#### Work request:
Which lines of the listing below contain the word "ServerConfig"? Return them.
(Exercise inputs)
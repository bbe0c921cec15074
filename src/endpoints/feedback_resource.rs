use actix_web::{post, web, HttpResponse};
use serde::Deserialize;

use crate::dataframeutils::SharedHandlesAndConfig;
use crate::error::{AdvisorError, FeedbackError};
use crate::feedback::{FeedbackRecord, RatedOutcome};
use crate::sessions::session_key;

#[derive(Debug, Clone, Copy, Deserialize)]
#[serde(rename_all = "snake_case")]
pub enum FeedbackTarget {
    Price,
    Recommendations,
}

#[derive(Debug, Deserialize)]
pub struct V1FeedbackRequest {
    pub session_id: String,
    pub target: FeedbackTarget,
    pub accuracy_rating: String,
    pub comments: Option<String>,
}

// Rates the last price or recommendation list produced for the session.
#[post("/v1/feedback")]
pub async fn v1_feedback(
    data: web::Data<SharedHandlesAndConfig>,
    request: web::Json<V1FeedbackRequest>,
) -> Result<HttpResponse, AdvisorError> {
    let state = data
        .session_store
        .get_session_state(&session_key(&request.session_id))?;

    let (outcome, input_data) = match request.target {
        FeedbackTarget::Price => state
            .last_price
            .map(|interaction| {
                (
                    RatedOutcome::PredictedPrice(interaction.outcome.price),
                    interaction.input_data,
                )
            })
            .ok_or(FeedbackError::NothingToRate("price prediction"))?,
        FeedbackTarget::Recommendations => state
            .last_recommendations
            .map(|interaction| {
                (
                    RatedOutcome::Recommendations(interaction.outcome.recommendations),
                    interaction.input_data,
                )
            })
            .ok_or(FeedbackError::NothingToRate("recommendation list"))?,
    };

    let record = FeedbackRecord::new(
        outcome,
        &request.accuracy_rating,
        request.comments.as_deref(),
        &request.session_id,
        input_data,
    )?;
    data.feedback.append(&record)?;
    tracing::info!(
        "feedback {} from session {}",
        record.accuracy_rating,
        record.session_id
    );

    Ok(HttpResponse::Created().json(record))
}
use std::collections::BTreeMap;
use std::sync::Arc;

use serde::{Deserialize, Serialize};

use crate::error::QueryError;
use crate::schema::{Domain, FeatureKind, FeatureSchema};

pub mod record;

pub use record::FeatureRecord;

/// A single user choice. JSON booleans, numbers and strings map onto the
/// three variants.
#[derive(Debug, Clone, PartialEq, Serialize, Deserialize)]
#[serde(untagged)]
pub enum SelectionValue {
    Flag(bool),
    Number(f64),
    Choice(String),
}

/// Sparse user choices keyed by attribute name.
pub type Selections = BTreeMap<String, SelectionValue>;

/// Turns sparse selections into complete, schema-conformant records.
pub struct QueryBuilder {
    schema: Arc<FeatureSchema>,
}

impl QueryBuilder {
    pub fn new(schema: Arc<FeatureSchema>) -> Self {
        QueryBuilder { schema }
    }

    pub fn schema(&self) -> &FeatureSchema {
        &self.schema
    }

    /// Starts from the schema defaults and applies every selection.
    ///
    /// Numeric values are clamped into their declared range, a NaN falls back
    /// to the default. Categorical names must belong to the attribute's
    /// vocabulary; there is no silent substitution.
    pub fn build(&self, selections: &Selections) -> Result<FeatureRecord, QueryError> {
        let mut values = self.schema.defaults();

        for (name, selection) in selections {
            let attribute = self
                .schema
                .attribute(name)
                .ok_or_else(|| QueryError::UnknownAttribute(name.clone()))?;

            match attribute.kind {
                FeatureKind::Numeric => {
                    let position = attribute.columns[0];
                    let descriptor = self.schema.descriptor(position);
                    let requested = match selection {
                        SelectionValue::Number(number) => *number,
                        SelectionValue::Flag(flag) => {
                            if *flag {
                                1.0
                            } else {
                                0.0
                            }
                        }
                        SelectionValue::Choice(_) => {
                            return Err(QueryError::InvalidSelection {
                                attribute: name.clone(),
                                expected: "a number",
                            })
                        }
                    };
                    values[position] = within_domain(requested, &descriptor.domain, descriptor.default);
                    if values[position] != requested {
                        tracing::debug!("{}={} adjusted to {}", name, requested, values[position]);
                    }
                }
                FeatureKind::OneHot => {
                    let member = choice(name, selection)?;
                    let chosen = attribute.option_index(member).ok_or_else(|| {
                        QueryError::UnknownCategory {
                            attribute: name.clone(),
                            value: member.to_string(),
                        }
                    })?;
                    for (index, position) in attribute.columns.iter().enumerate() {
                        values[*position] = if index == chosen { 1.0 } else { 0.0 };
                    }
                }
                FeatureKind::LabelEncoded => {
                    let label = choice(name, selection)?;
                    let code = attribute.option_index(label).ok_or_else(|| {
                        QueryError::UnknownCategory {
                            attribute: name.clone(),
                            value: label.to_string(),
                        }
                    })?;
                    values[attribute.columns[0]] = code as f64;
                }
            }
        }

        Ok(FeatureRecord::new(self.schema.shared_keys(), values))
    }
}

fn choice<'a>(name: &str, selection: &'a SelectionValue) -> Result<&'a str, QueryError> {
    match selection {
        SelectionValue::Choice(value) => Ok(value.as_str()),
        _ => Err(QueryError::InvalidSelection {
            attribute: name.to_string(),
            expected: "a category name",
        }),
    }
}

fn within_domain(value: f64, domain: &Domain, default: f64) -> f64 {
    if value.is_nan() {
        return default;
    }
    match domain {
        Domain::Range { min, max } => value.max(*min).min(*max),
        Domain::Indicator => value.max(0.0).min(1.0),
        Domain::Codes { count } => value.max(0.0).min(count.saturating_sub(1) as f64),
    }
}
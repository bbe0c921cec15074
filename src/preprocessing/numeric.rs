use std::cmp::Ordering;

use crate::schema::FeatureId;

/// Median imputation followed by standardisation, fitted on one column.
#[derive(Debug, Clone, PartialEq)]
pub struct NumericColumn {
    pub key: String,
    pub position: FeatureId,
    pub median: f64,
    pub mean: f64,
    pub scale: f64,
}

impl NumericColumn {
    /// `fallback` replaces the median when the column has no observed value.
    pub fn fit<I>(key: &str, position: FeatureId, cells: I, fallback: f64) -> Self
    where
        I: IntoIterator<Item = Option<f64>>,
    {
        let cells: Vec<Option<f64>> = cells.into_iter().map(observed).collect();

        let mut present: Vec<f64> = cells.iter().flatten().copied().collect();
        let median = median(&mut present).unwrap_or(fallback);

        let imputed: Vec<f64> = cells.iter().map(|cell| cell.unwrap_or(median)).collect();
        let count = imputed.len().max(1) as f64;
        let mean = imputed.iter().sum::<f64>() / count;
        let variance = imputed
            .iter()
            .map(|value| (value - mean) * (value - mean))
            .sum::<f64>()
            / count;
        let deviation = variance.sqrt();
        let scale = if deviation > 0.0 && deviation.is_finite() {
            deviation
        } else {
            1.0
        };

        NumericColumn {
            key: key.to_string(),
            position,
            median,
            mean,
            scale,
        }
    }

    pub fn standardize(&self, cell: Option<f64>) -> f64 {
        let value = observed(cell).unwrap_or(self.median);
        (value - self.mean) / self.scale
    }
}

fn observed(cell: Option<f64>) -> Option<f64> {
    cell.filter(|value| value.is_finite())
}

/// Midpoint of the two central values for even-sized input.
fn median(values: &mut [f64]) -> Option<f64> {
    if values.is_empty() {
        return None;
    }
    values.sort_unstable_by(|a, b| a.partial_cmp(b).unwrap_or(Ordering::Equal));
    let middle = values.len() / 2;
    if values.len() % 2 == 0 {
        Some((values[middle - 1] + values[middle]) / 2.0)
    } else {
        Some(values[middle])
    }
}
use actix_web::{post, web, HttpResponse};
use serde::{Deserialize, Serialize};

use crate::dataframeutils::SharedHandlesAndConfig;
use crate::error::AdvisorError;
use crate::query::{FeatureRecord, Selections};
use crate::recommend::Recommendation;
use crate::sessions::{session_key, Interaction};

#[derive(Debug, Deserialize)]
pub struct V1RecommendRequest {
    pub session_id: String,
    #[serde(default)]
    pub selections: Selections,
    pub k: Option<usize>,
}

#[derive(Debug, Serialize)]
pub struct V1RecommendResponse {
    pub input_data: FeatureRecord,
    pub recommendations: Vec<Recommendation>,
}

// Similar listings for one set of selections. The result is remembered for
// the session so that it can be rated through /v1/feedback.
#[post("/v1/recommend")]
pub async fn v1_recommend(
    data: web::Data<SharedHandlesAndConfig>,
    request: web::Json<V1RecommendRequest>,
) -> Result<HttpResponse, AdvisorError> {
    let service = data.service.as_ref();
    let record = service.build_record(&request.selections)?;
    let result = service.recommend_record(&record, request.k)?;

    let evolving_session_key = session_key(&request.session_id);
    data.session_store.store_recommendations(
        &evolving_session_key,
        Interaction {
            input_data: record.to_map(),
            outcome: result.clone(),
        },
    )?;

    Ok(HttpResponse::Ok().json(V1RecommendResponse {
        input_data: record,
        recommendations: result.recommendations,
    }))
}

#[cfg(test)]
mod recommend_resource_test {
    use super::*;
    use crate::endpoints::test_support::handles;
    use actix_web::{test, App};
    use serde_json::{json, Value};

    #[actix_rt::test]
    async fn should_return_ranked_recommendations() {
        let data = handles("recommend", false);
        let store = data.session_store.clone();
        let mut app = test::init_service(App::new().data(data).service(v1_recommend)).await;

        let request = test::TestRequest::post()
            .uri("/v1/recommend")
            .set_json(&json!({
                "session_id": "abc",
                "selections": {"ram_gb": 16, "device_type": "Laptop", "product_type": "Ultrabook",
                               "brand": "Apple", "webcam": true}
            }))
            .to_request();
        let response = test::call_service(&mut app, request).await;
        assert!(response.status().is_success());

        let body: Value = test::read_body_json(response).await;
        let recommendations = body["recommendations"].as_array().unwrap();
        assert_eq!(3, recommendations.len());
        assert_eq!(1, recommendations[0]["listing"]);
        assert_eq!("Apple MacBook Pro", recommendations[0]["title"]);
        assert_eq!(1200.0, recommendations[0]["price"]);
        assert_eq!(16.0, body["input_data"]["ram_memoria_ram_GB"]);

        let state = store.get_session_state(&session_key("abc")).unwrap();
        assert_eq!(3, state.last_recommendations.unwrap().outcome.len());
    }

    #[actix_rt::test]
    async fn should_reject_unknown_brand() {
        let data = handles("recommend-unknown", false);
        let mut app = test::init_service(App::new().data(data).service(v1_recommend)).await;

        let request = test::TestRequest::post()
            .uri("/v1/recommend")
            .set_json(&json!({
                "session_id": "abc",
                "selections": {"brand": "Nonexistent Corp"}
            }))
            .to_request();
        let response = test::call_service(&mut app, request).await;

        assert_eq!(400, response.status().as_u16());
        let body: Value = test::read_body_json(response).await;
        assert!(body["error"].as_str().unwrap().contains("Nonexistent Corp"));
    }
}
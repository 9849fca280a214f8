//! Response records
//!
//! These are the typed shapes the facade returns. Their serde attributes
//! define the JSON served by the HTTP adapter: camelCase keys, and
//! optional fields omitted rather than emitted as `null`.

pub mod author;
pub mod block;
pub mod board;
pub mod bulletin;
pub mod day;
pub mod status;

pub use author::{AuthorResponse, AuthorSummary};
pub use block::{BlockHead, BlockResponse};
pub use board::{BoardName, BoardSummary, WholeBoard};
pub use bulletin::{BannedBulletin, Bulletin};
pub use day::Day;
pub use status::Freshness;
//! Aggregate endpoints: board and author indexes, feeds, block index

use std::sync::Arc;

use axum::{extract::State, routing::get, Json, Router};
use pubrec_core::models::{AuthorSummary, BlockHead, BoardSummary, Bulletin};

use crate::http::error::ApiError;
use crate::http::extractors::ValidDay;
use crate::http::server::AppState;

/// GET /boards - every named board, oldest first
async fn list_boards(
    State(state): State<Arc<AppState>>,
) -> Result<Json<Vec<BoardSummary>>, ApiError> {
    Ok(Json(state.record.get_all_boards().await?))
}

/// GET /authors
async fn list_authors(
    State(state): State<Arc<AppState>>,
) -> Result<Json<Vec<AuthorSummary>>, ApiError> {
    Ok(Json(state.record.get_all_authors().await?))
}

/// GET /recent - bulletins confirmed in the last few blocks
async fn list_recent(State(state): State<Arc<AppState>>) -> Result<Json<Vec<Bulletin>>, ApiError> {
    Ok(Json(state.record.get_recent(state.recent_window).await?))
}

/// GET /unconfirmed
async fn list_unconfirmed(
    State(state): State<Arc<AppState>>,
) -> Result<Json<Vec<Bulletin>>, ApiError> {
    Ok(Json(state.record.get_unconfirmed().await?))
}

/// GET /blocks/{day} - 404 when the day has no blocks
async fn list_blocks_for_day(
    State(state): State<Arc<AppState>>,
    ValidDay(day): ValidDay,
) -> Result<Json<Vec<BlockHead>>, ApiError> {
    Ok(Json(state.record.get_blocks_for_day(day).await?))
}

/// Aggregate routes
pub fn router() -> Router<Arc<AppState>> {
    Router::new()
        .route("/boards", get(list_boards))
        .route("/authors", get(list_authors))
        .route("/recent", get(list_recent))
        .route("/unconfirmed", get(list_unconfirmed))
        .route("/blocks/{day}", get(list_blocks_for_day))
}
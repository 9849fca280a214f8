//! Liveness, store freshness and process metadata
//!
//! GET /status - version, process start and the newest block and bulletin
//! timestamps. Freshness fields are omitted on an empty store. A 200 also
//! means the store answered a query.

use std::sync::Arc;

use axum::{extract::State, routing::get, Json, Router};
use serde::Serialize;

use crate::http::error::ApiError;
use crate::http::server::AppState;

/// Status response
#[derive(Debug, Serialize)]
#[serde(rename_all = "camelCase")]
pub struct StatusResponse {
    pub version: &'static str,
    /// Unix time the server process started
    pub app_start: i64,
    #[serde(skip_serializing_if = "Option::is_none")]
    pub latest_blk: Option<i64>,
    #[serde(skip_serializing_if = "Option::is_none")]
    pub latest_bltn: Option<i64>,
}

/// GET /status
async fn status(State(state): State<Arc<AppState>>) -> Result<Json<StatusResponse>, ApiError> {
    let freshness = state.record.get_status().await?;

    Ok(Json(StatusResponse {
        version: env!("CARGO_PKG_VERSION"),
        app_start: state.started_at,
        latest_blk: freshness.latest_blk,
        latest_bltn: freshness.latest_bltn,
    }))
}

/// Status routes
pub fn router() -> Router<Arc<AppState>> {
    Router::new().route("/status", get(status))
}
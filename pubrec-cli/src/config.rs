//! Config file loading
//!
//! Precedence, lowest first: built-in defaults, the TOML file, then CLI
//! flags and their env vars. The file is picked from `--config`, else
//! `$PUBREC_CONFIG`, else `~/.pubrec/config.toml` when it exists.
//!
//! ```toml
//! [store]
//! path = "/var/lib/pubrec/pubrecord.db"
//! max_connections = 8
//!
//! [server]
//! bind_addr = "0.0.0.0:1055"
//! static_dir = "/srv/pubrec/www"
//! ```

use std::path::{Path, PathBuf};

use anyhow::{Context, Result};
use pubrec_core::StoreConfig;
use pubrec_server::ServerConfig;
use serde::Deserialize;

pub const CONFIG_ENV: &str = "PUBREC_CONFIG";

#[derive(Debug, Clone, Default, Deserialize)]
#[serde(default)]
pub struct PubrecConfig {
    pub store: StoreConfig,
    pub server: ServerConfig,
}

impl PubrecConfig {
    /// Default config file path: ~/.pubrec/config.toml
    pub fn default_path() -> PathBuf {
        dirs::home_dir()
            .unwrap_or_else(|| PathBuf::from("."))
            .join(".pubrec")
            .join("config.toml")
    }

    /// Load the config file, or defaults when none is configured.
    ///
    /// An explicitly named file (flag or env) must exist; the default
    /// location is optional.
    pub fn load(explicit: Option<&Path>) -> Result<Self> {
        let path = match explicit {
            Some(path) => Some(path.to_path_buf()),
            None => std::env::var_os(CONFIG_ENV).map(PathBuf::from),
        };

        match path {
            Some(path) => Self::from_file(&path),
            None => {
                let default = Self::default_path();
                if default.exists() {
                    Self::from_file(&default)
                } else {
                    Ok(Self::default())
                }
            }
        }
    }

    fn from_file(path: &Path) -> Result<Self> {
        let content = std::fs::read_to_string(path)
            .with_context(|| format!("Failed to read config file: {}", path.display()))?;
        let config = Self::from_toml(&content)
            .with_context(|| format!("Failed to parse config file: {}", path.display()))?;
        tracing::debug!(path = %path.display(), "Loaded config");
        Ok(config)
    }

    pub fn from_toml(content: &str) -> Result<Self> {
        toml::from_str(content).context("invalid TOML")
    }

    /// Store config with an optional path override from the command line.
    pub fn store_with(&self, db: Option<PathBuf>) -> StoreConfig {
        match db {
            Some(path) => StoreConfig {
                path,
                ..self.store.clone()
            },
            None => self.store.clone(),
        }
    }
}

#[cfg(test)]
mod tests {
    use super::*;

    #[test]
    fn empty_file_is_defaults() {
        let config = PubrecConfig::from_toml("").unwrap();
        assert_eq!(config.store, StoreConfig::default());
        assert_eq!(config.server.api_prefix, "/api");
    }

    #[test]
    fn partial_tables() {
        let config = PubrecConfig::from_toml(
            r#"
            [store]
            path = "/data/record.db"

            [server]
            bind_addr = "0.0.0.0:8080"
            recent_window = 12
            "#,
        )
        .unwrap();

        assert_eq!(config.store.path, PathBuf::from("/data/record.db"));
        assert!(config.store.read_only);
        assert_eq!(config.server.bind_addr.port(), 8080);
        assert_eq!(config.server.recent_window, 12);
    }

    #[test]
    fn db_flag_overrides_file() {
        let config = PubrecConfig::from_toml("[store]\npath = \"/data/record.db\"\nmax_connections = 2").unwrap();
        let store = config.store_with(Some(PathBuf::from("/tmp/other.db")));

        assert_eq!(store.path, PathBuf::from("/tmp/other.db"));
        assert_eq!(store.max_connections, 2);
    }

    #[test]
    fn explicit_missing_file_is_error() {
        let dir = tempfile::tempdir().unwrap();
        let err = PubrecConfig::load(Some(&dir.path().join("nope.toml"))).unwrap_err();
        assert!(err.to_string().contains("Failed to read config file"));
    }

    #[test]
    fn explicit_file_is_read() {
        let dir = tempfile::tempdir().unwrap();
        let path = dir.path().join("config.toml");
        std::fs::write(&path, "[server]\nverbose = true\n").unwrap();

        let config = PubrecConfig::load(Some(&path)).unwrap();
        assert!(config.server.verbose);
    }
}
(End Exercise inputs)
#### Response area:
use pubrec_server::ServerConfig;
    pub server: ServerConfig,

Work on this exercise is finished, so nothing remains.